Exercise instructions - Restate the data that follows exactly as it stands, beginning with the first line and ending with the line that contains "fn main_returning(body: Vec<Stmt>)".
+++ Records provided
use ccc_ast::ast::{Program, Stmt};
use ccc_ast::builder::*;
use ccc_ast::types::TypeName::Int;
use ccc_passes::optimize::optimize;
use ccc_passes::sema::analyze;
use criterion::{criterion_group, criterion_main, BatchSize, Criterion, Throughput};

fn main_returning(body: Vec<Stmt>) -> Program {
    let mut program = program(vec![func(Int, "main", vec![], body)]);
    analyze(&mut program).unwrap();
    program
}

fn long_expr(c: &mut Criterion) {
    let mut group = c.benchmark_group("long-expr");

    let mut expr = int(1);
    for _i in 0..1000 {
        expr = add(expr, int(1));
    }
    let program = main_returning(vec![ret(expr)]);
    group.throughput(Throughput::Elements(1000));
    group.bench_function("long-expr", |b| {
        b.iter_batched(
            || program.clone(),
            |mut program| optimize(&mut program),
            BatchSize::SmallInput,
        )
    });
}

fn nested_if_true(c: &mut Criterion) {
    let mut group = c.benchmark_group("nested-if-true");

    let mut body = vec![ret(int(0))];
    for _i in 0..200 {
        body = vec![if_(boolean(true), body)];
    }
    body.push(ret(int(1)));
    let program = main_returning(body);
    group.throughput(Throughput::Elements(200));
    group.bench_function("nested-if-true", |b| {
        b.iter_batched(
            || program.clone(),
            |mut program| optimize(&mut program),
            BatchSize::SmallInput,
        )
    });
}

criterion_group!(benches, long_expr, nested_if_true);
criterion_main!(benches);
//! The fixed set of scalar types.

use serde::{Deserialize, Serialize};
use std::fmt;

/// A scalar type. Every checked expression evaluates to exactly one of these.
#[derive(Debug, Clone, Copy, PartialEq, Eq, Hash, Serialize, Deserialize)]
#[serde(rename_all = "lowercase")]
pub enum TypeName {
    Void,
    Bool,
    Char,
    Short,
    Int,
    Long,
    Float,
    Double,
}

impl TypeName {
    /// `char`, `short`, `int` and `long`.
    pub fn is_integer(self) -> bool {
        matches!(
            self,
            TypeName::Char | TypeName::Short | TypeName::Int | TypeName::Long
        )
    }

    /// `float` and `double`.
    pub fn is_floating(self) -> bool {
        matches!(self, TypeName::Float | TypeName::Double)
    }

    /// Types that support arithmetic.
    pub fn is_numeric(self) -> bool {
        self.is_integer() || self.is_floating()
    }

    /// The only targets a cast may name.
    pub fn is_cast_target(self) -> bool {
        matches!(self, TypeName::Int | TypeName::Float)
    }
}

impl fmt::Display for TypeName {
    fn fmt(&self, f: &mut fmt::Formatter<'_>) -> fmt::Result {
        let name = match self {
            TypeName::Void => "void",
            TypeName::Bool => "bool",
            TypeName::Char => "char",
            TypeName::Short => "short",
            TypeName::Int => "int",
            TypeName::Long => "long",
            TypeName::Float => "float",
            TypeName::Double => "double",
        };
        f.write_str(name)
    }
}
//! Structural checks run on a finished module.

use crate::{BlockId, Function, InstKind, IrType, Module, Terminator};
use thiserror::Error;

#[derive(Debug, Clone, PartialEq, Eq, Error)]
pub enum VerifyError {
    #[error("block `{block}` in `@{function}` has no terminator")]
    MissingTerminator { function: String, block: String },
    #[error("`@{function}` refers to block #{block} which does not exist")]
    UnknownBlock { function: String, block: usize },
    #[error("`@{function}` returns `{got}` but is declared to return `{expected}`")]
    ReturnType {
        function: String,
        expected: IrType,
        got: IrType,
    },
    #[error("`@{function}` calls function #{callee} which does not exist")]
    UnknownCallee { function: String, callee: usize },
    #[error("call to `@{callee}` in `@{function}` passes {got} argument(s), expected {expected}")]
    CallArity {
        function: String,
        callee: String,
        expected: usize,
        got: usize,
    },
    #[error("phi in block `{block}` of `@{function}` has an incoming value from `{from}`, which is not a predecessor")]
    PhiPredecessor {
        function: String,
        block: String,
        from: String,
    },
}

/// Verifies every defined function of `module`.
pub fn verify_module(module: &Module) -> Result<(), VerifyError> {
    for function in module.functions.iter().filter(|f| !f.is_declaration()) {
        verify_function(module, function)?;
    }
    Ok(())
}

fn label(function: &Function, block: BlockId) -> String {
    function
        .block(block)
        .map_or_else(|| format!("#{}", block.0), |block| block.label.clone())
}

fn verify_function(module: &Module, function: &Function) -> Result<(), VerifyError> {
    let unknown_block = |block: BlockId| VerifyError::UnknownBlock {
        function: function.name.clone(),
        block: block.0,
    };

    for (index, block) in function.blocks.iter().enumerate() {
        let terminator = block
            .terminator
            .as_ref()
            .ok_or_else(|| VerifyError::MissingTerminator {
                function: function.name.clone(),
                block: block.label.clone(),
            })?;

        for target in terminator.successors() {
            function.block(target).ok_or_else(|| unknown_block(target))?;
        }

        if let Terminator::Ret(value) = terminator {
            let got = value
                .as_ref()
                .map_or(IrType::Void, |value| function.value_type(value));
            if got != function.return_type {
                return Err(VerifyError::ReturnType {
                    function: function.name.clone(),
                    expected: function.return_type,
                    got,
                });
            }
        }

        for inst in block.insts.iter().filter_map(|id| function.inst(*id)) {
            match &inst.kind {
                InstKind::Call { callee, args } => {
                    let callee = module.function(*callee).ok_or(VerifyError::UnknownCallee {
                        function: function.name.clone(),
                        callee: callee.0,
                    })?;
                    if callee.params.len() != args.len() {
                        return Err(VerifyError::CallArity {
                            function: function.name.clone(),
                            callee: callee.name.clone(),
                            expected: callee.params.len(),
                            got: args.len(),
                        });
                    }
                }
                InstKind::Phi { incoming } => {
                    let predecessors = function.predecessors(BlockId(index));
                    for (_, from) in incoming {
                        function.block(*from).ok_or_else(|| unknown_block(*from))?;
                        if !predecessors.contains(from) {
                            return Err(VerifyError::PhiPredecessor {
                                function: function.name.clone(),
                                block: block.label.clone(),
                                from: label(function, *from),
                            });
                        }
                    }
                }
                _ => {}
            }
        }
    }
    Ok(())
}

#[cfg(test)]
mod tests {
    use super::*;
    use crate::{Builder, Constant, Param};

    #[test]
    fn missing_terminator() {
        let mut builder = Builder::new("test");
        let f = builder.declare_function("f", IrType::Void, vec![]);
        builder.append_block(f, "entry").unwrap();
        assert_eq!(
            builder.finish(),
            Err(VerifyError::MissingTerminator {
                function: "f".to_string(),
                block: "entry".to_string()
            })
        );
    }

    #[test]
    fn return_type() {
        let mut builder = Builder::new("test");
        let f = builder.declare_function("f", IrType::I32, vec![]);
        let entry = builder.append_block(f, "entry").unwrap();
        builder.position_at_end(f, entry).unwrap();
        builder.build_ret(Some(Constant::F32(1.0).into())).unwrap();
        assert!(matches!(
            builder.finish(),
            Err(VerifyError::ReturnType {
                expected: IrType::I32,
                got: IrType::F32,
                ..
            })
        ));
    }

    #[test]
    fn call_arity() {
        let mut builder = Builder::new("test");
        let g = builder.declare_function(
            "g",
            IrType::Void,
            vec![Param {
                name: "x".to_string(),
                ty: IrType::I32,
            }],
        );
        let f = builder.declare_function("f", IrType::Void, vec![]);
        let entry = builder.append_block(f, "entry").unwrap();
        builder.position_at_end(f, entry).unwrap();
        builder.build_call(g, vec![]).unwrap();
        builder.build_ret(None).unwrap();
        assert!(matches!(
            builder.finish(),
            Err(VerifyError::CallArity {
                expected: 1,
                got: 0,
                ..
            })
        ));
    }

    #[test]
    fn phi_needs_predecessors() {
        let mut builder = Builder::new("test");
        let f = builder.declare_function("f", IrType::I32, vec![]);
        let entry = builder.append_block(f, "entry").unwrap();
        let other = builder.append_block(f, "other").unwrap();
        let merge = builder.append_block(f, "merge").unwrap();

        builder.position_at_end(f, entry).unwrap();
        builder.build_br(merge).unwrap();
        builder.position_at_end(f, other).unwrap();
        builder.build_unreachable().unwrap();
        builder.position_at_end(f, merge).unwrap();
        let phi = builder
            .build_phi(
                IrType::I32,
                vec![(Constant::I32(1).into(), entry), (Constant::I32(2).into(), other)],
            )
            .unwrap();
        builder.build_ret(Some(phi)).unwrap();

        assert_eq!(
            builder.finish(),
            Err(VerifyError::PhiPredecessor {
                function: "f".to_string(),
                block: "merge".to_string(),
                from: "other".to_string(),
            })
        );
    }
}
++++++
Solved exercise -
use ccc_ast::ast::{Program, Stmt};
use ccc_ast::builder::*;
use ccc_ast::types::TypeName::Int;
use ccc_passes::optimize::optimize;
use ccc_passes::sema::analyze;
use criterion::{criterion_group, criterion_main, BatchSize, Criterion, Throughput};

fn main_returning(body: Vec<Stmt>) -> Program {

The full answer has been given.